#### [Dataset records]
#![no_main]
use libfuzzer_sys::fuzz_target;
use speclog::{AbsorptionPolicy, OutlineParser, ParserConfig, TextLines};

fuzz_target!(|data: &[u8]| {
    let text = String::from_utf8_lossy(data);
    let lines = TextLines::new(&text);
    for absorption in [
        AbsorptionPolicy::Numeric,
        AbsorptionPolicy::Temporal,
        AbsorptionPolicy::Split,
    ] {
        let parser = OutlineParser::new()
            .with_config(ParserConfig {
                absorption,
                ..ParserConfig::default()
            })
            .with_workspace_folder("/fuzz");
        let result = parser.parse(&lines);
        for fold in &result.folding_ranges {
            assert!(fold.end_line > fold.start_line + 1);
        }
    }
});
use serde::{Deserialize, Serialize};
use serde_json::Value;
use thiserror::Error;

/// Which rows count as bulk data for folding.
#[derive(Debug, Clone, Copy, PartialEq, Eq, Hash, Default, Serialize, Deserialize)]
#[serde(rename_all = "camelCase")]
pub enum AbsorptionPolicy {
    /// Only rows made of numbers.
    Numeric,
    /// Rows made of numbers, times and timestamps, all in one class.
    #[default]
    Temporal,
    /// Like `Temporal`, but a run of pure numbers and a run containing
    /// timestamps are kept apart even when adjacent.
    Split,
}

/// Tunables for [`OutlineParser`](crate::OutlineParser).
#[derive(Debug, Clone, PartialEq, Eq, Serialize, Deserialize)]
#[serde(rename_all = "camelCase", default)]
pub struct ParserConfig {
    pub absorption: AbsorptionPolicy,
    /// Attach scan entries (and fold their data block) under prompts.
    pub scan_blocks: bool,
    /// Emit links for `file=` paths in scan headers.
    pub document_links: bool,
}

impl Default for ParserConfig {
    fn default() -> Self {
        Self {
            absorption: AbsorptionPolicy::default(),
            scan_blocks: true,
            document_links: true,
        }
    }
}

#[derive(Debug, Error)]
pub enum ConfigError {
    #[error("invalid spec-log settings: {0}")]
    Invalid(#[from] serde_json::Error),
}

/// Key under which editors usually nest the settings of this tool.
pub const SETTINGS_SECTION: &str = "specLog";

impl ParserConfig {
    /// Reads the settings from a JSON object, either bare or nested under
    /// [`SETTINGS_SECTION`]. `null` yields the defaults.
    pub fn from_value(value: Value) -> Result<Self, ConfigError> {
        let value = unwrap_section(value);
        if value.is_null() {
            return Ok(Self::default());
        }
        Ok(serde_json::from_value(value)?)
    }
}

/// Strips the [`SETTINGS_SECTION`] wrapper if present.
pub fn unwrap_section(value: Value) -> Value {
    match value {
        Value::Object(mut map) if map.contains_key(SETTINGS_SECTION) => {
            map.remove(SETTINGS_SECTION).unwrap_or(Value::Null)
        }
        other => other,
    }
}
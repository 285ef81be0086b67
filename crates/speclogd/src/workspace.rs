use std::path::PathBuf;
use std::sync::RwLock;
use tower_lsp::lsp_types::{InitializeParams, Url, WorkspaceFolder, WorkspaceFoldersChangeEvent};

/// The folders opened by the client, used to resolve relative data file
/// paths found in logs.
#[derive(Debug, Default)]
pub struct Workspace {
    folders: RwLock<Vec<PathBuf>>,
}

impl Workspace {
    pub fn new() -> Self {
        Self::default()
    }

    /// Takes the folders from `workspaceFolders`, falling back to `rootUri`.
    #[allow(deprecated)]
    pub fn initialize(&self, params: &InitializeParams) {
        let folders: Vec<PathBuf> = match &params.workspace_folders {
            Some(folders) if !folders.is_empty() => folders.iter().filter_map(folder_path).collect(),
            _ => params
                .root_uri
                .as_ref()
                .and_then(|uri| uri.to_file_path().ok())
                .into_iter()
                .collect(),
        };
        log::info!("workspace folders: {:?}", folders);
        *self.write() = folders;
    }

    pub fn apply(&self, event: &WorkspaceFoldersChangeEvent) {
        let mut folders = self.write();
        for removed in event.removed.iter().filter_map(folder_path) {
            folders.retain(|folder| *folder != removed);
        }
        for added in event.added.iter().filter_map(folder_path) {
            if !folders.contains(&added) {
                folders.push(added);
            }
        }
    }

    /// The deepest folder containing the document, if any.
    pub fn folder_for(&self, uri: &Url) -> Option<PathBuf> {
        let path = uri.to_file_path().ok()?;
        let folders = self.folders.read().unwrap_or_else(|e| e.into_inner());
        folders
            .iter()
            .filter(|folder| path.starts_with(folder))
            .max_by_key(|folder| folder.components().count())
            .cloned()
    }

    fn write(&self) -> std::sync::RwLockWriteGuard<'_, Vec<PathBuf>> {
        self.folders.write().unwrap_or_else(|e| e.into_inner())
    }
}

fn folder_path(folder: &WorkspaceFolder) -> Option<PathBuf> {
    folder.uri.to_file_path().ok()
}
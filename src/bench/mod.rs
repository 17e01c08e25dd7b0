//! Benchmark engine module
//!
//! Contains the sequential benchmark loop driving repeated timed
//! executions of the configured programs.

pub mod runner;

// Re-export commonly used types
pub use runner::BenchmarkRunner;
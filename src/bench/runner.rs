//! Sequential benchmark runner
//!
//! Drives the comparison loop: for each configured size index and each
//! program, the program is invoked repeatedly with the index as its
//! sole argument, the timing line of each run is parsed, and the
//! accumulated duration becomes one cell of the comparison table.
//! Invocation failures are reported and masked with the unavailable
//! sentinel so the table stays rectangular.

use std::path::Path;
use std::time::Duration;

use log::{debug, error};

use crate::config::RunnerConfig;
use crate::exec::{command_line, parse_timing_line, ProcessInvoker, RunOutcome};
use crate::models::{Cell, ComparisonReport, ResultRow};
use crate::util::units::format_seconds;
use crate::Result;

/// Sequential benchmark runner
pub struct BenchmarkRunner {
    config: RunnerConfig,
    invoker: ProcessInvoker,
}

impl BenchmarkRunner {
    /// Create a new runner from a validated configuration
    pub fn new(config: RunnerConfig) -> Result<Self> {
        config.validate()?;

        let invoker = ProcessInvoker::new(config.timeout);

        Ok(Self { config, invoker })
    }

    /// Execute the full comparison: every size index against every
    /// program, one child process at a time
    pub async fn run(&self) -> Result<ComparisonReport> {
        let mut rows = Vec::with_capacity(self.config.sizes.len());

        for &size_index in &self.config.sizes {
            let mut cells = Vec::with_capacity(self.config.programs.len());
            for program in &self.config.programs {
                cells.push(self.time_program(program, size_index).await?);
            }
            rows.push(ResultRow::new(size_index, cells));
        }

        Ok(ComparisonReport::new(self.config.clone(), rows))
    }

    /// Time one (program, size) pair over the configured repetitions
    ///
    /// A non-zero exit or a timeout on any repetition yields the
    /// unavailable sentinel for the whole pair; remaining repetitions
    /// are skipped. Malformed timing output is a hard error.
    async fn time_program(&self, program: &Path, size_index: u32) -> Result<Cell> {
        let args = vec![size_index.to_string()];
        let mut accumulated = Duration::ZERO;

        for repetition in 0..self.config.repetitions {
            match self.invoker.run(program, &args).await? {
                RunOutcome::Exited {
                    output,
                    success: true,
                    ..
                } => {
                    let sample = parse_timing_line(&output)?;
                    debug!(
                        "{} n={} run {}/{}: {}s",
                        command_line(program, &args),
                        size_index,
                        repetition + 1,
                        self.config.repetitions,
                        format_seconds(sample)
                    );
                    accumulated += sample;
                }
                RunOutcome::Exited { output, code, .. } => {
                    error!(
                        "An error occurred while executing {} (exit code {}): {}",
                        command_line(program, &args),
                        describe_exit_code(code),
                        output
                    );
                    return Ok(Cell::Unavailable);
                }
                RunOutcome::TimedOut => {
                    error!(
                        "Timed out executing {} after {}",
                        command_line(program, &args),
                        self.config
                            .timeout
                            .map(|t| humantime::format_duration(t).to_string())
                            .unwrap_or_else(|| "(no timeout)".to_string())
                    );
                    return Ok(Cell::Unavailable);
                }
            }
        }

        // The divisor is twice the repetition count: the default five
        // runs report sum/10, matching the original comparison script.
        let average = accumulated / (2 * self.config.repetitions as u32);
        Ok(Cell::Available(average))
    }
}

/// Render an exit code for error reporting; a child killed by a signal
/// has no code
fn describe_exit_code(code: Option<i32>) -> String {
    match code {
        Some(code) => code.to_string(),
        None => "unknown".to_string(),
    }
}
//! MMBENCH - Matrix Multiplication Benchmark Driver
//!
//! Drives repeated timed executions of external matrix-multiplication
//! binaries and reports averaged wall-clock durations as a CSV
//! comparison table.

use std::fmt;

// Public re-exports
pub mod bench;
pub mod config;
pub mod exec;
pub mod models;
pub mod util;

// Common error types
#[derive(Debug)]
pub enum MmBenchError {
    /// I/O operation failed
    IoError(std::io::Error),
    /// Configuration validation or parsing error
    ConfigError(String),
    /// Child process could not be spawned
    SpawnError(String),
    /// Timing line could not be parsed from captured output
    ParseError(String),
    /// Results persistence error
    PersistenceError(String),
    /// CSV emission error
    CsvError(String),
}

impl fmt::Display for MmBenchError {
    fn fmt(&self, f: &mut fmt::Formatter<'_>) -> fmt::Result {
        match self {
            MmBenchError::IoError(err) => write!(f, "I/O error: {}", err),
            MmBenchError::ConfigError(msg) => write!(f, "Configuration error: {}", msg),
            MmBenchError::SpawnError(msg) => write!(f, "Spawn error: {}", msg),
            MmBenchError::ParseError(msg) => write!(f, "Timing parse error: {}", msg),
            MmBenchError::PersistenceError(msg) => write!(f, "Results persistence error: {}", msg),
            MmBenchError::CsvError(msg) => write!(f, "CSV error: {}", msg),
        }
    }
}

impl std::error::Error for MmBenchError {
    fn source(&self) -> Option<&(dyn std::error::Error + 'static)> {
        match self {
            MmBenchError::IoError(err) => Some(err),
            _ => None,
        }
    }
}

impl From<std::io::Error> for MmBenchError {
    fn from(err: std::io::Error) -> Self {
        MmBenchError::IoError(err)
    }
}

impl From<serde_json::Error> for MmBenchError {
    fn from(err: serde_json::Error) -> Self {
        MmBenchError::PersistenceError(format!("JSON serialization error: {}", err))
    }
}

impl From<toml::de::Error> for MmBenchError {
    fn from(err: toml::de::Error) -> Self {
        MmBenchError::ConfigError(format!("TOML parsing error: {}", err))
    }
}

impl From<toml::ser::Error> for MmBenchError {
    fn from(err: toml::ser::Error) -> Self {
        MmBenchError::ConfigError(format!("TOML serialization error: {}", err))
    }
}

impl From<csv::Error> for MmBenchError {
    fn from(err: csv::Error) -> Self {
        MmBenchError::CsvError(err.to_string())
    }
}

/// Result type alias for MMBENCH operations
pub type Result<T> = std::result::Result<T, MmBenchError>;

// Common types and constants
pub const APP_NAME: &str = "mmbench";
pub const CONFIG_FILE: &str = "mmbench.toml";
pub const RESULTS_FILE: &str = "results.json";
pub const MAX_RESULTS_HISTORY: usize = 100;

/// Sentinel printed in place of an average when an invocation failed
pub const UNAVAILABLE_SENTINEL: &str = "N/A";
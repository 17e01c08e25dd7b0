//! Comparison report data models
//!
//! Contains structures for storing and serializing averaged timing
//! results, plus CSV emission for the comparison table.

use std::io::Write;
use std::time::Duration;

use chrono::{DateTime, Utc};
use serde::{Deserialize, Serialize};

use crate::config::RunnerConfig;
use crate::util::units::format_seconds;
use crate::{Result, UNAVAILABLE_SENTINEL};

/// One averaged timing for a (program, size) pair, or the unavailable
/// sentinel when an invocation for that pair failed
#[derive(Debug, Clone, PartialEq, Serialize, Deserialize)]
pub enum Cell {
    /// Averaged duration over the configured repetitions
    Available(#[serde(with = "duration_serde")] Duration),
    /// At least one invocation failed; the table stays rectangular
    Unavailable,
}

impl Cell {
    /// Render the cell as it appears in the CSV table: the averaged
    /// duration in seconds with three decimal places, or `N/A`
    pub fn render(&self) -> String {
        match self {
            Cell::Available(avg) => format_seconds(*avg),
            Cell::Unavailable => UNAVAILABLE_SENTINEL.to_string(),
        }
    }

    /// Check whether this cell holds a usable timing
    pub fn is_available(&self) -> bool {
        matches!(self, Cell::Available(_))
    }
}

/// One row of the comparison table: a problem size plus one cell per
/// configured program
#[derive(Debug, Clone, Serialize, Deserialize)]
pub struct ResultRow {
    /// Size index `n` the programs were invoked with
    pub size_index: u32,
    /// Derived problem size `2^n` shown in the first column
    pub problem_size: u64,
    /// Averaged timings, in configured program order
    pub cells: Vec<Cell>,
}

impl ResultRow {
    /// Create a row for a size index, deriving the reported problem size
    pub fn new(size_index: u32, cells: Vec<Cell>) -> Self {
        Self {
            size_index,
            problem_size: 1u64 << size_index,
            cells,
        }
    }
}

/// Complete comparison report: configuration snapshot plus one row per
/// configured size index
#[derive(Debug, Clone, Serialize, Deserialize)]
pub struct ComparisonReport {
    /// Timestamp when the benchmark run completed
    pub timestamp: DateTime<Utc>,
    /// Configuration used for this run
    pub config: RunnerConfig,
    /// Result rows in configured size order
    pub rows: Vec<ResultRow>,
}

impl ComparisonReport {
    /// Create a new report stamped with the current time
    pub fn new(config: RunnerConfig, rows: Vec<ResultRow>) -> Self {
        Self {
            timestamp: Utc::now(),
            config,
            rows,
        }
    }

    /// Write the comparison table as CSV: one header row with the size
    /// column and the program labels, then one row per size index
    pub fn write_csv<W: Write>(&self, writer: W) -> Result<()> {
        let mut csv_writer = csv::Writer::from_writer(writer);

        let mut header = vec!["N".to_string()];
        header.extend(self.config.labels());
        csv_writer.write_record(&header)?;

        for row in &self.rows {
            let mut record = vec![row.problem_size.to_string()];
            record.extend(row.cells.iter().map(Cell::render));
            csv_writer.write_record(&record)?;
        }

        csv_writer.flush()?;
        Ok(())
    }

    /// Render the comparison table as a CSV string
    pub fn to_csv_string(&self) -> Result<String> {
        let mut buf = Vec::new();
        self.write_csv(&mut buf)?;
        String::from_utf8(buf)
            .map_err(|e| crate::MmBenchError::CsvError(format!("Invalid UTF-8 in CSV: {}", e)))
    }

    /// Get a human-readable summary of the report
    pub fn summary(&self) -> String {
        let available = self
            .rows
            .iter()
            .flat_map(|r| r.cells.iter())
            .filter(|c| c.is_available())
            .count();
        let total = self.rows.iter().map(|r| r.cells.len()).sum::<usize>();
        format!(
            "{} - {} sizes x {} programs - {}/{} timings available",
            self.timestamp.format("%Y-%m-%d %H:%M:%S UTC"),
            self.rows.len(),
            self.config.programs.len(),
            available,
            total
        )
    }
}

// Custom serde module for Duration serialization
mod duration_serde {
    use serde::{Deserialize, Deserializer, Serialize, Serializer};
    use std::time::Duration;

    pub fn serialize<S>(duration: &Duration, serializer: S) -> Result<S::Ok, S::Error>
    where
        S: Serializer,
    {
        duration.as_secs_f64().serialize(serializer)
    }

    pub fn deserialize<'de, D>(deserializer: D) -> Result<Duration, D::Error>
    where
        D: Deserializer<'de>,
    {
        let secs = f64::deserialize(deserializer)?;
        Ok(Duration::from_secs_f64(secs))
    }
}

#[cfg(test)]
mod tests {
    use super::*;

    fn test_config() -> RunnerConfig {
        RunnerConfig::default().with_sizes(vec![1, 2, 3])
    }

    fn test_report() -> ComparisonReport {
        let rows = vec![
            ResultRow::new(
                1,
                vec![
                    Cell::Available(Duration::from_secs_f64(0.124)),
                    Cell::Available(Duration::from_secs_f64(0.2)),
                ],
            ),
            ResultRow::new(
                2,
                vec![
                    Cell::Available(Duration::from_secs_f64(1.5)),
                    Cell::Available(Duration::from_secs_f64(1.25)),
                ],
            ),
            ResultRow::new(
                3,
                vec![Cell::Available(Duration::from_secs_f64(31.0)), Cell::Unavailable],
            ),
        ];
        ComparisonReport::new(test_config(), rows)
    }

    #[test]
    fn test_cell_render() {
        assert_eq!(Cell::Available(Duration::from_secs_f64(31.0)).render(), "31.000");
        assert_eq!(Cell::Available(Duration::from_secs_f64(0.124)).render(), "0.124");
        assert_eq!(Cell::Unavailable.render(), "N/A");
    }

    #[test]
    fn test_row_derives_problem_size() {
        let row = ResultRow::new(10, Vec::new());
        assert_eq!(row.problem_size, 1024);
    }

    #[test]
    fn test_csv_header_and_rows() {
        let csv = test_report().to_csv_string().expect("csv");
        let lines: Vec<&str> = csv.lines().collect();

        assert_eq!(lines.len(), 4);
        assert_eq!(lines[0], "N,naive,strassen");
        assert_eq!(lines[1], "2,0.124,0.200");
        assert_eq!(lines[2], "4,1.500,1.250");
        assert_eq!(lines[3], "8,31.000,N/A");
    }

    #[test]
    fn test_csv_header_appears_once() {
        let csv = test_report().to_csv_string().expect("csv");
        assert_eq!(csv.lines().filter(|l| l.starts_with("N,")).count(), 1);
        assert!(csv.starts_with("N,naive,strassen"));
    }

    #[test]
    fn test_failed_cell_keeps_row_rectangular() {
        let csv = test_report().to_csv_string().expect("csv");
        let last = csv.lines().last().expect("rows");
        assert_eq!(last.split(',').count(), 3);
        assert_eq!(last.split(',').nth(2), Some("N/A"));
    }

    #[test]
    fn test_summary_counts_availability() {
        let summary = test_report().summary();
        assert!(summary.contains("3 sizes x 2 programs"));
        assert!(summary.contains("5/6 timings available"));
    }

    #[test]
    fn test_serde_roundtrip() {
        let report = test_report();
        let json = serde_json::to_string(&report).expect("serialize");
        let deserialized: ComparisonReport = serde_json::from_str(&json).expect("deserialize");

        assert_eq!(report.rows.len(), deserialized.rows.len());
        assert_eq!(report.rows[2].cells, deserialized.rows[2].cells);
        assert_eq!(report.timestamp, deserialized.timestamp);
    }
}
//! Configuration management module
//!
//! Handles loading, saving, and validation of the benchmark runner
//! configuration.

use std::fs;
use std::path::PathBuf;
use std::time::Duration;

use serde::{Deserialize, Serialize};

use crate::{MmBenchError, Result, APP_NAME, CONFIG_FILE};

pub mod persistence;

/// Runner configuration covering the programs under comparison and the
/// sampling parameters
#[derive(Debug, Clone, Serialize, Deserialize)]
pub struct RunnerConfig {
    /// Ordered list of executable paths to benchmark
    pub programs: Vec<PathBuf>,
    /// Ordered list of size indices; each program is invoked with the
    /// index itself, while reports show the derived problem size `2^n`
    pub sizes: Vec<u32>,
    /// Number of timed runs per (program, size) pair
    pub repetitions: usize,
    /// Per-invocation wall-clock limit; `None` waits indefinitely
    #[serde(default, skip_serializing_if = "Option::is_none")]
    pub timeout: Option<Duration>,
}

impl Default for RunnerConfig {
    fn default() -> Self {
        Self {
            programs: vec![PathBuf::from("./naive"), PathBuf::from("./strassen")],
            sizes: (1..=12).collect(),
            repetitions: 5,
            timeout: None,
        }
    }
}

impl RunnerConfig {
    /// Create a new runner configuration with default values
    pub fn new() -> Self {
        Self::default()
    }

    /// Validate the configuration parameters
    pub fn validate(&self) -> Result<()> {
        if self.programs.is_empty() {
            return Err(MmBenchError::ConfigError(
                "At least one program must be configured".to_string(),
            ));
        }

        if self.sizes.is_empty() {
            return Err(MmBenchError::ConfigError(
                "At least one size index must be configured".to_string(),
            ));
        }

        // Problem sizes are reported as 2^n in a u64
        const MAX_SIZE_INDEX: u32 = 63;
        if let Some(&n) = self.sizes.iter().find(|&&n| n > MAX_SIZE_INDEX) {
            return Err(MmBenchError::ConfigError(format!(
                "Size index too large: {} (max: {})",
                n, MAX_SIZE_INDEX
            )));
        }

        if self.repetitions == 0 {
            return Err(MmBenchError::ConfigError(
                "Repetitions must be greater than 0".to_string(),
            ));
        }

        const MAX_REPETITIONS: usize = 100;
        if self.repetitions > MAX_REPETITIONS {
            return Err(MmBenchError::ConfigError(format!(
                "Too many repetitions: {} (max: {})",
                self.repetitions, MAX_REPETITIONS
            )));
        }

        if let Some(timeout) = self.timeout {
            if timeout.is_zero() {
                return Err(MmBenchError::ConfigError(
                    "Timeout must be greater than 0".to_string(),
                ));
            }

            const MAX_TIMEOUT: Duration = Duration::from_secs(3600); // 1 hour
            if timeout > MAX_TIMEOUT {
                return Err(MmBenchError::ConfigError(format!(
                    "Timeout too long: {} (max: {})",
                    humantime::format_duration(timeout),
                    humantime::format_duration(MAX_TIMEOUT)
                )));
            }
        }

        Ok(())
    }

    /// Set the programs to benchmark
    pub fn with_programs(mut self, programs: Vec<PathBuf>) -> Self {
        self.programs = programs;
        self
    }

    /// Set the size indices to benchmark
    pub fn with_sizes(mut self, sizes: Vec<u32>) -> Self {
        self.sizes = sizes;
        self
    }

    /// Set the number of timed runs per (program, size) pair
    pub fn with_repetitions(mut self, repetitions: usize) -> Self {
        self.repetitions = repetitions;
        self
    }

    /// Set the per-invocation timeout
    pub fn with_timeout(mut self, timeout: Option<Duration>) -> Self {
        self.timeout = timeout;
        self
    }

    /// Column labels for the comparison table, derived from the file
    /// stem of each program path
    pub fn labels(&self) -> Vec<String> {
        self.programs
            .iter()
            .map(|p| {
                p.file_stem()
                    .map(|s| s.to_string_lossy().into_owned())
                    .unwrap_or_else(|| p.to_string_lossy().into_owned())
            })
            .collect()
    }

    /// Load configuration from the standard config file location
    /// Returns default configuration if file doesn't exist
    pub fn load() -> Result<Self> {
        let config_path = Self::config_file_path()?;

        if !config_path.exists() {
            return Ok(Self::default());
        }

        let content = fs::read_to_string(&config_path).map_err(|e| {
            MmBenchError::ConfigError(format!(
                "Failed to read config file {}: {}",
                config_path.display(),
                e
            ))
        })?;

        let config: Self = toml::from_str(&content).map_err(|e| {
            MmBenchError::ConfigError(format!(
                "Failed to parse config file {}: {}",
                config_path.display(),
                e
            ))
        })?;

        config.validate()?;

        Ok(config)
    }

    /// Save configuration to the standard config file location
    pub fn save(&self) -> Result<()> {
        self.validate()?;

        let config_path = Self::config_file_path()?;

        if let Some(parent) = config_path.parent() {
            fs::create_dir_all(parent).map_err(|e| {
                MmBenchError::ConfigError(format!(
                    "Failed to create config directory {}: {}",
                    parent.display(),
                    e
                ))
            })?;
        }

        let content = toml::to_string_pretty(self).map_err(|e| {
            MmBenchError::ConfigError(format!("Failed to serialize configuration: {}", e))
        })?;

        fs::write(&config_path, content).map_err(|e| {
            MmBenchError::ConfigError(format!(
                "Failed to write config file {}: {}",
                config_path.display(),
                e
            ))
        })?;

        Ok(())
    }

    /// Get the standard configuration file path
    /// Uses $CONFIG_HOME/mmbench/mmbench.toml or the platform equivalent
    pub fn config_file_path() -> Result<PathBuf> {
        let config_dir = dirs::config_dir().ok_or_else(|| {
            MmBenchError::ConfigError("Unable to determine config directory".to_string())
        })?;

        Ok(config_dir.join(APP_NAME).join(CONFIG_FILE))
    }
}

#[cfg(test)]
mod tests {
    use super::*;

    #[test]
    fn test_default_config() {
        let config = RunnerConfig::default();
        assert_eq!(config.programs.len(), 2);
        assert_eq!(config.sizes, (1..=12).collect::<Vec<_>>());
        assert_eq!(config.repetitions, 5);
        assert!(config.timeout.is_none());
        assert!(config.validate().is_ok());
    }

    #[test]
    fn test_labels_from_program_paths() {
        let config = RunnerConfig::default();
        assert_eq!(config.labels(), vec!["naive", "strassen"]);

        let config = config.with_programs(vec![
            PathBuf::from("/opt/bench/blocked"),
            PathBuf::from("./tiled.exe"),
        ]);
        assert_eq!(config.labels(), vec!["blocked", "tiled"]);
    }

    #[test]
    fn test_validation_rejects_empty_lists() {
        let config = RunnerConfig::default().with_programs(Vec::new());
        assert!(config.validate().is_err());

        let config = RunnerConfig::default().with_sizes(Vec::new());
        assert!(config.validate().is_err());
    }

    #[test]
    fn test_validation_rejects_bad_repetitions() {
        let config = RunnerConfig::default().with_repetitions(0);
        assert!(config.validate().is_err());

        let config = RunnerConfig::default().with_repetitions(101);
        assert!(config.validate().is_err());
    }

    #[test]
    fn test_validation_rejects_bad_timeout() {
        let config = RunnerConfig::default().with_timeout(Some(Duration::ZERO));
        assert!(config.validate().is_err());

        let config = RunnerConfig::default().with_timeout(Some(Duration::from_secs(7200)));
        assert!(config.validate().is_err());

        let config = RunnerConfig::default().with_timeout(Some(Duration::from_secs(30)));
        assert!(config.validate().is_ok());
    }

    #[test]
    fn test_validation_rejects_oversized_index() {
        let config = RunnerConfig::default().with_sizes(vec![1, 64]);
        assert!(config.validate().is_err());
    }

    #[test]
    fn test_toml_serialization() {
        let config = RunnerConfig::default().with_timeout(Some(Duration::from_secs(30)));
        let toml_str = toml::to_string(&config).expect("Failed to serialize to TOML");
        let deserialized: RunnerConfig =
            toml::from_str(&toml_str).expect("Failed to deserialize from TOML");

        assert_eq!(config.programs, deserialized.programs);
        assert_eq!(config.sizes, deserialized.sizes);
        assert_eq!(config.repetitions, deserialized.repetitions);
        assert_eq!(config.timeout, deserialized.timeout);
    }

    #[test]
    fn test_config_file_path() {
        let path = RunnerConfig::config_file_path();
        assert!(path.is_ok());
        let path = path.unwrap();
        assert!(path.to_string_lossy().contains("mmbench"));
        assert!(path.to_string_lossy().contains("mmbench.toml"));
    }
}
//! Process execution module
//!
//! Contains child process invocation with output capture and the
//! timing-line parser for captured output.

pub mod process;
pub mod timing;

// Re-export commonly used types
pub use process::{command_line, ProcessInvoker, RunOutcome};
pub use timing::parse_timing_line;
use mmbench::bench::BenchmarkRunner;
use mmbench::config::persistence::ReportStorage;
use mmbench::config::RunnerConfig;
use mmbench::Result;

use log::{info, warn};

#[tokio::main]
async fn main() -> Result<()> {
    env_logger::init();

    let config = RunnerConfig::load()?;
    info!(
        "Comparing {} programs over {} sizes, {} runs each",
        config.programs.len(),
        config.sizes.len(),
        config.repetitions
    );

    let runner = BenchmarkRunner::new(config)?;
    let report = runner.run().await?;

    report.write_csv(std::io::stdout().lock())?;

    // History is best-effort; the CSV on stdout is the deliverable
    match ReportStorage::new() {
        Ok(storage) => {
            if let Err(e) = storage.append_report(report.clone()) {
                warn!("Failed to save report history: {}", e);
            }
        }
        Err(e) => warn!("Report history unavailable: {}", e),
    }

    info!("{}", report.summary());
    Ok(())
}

#### [Problem]
Scan the entries above for the word "info" and collect each line holding it.

#### [Answer box]
        log::info!("workspace folders: {:?}", folders);
use log::{info, warn};
    info!(
    info!("{}", report.summary());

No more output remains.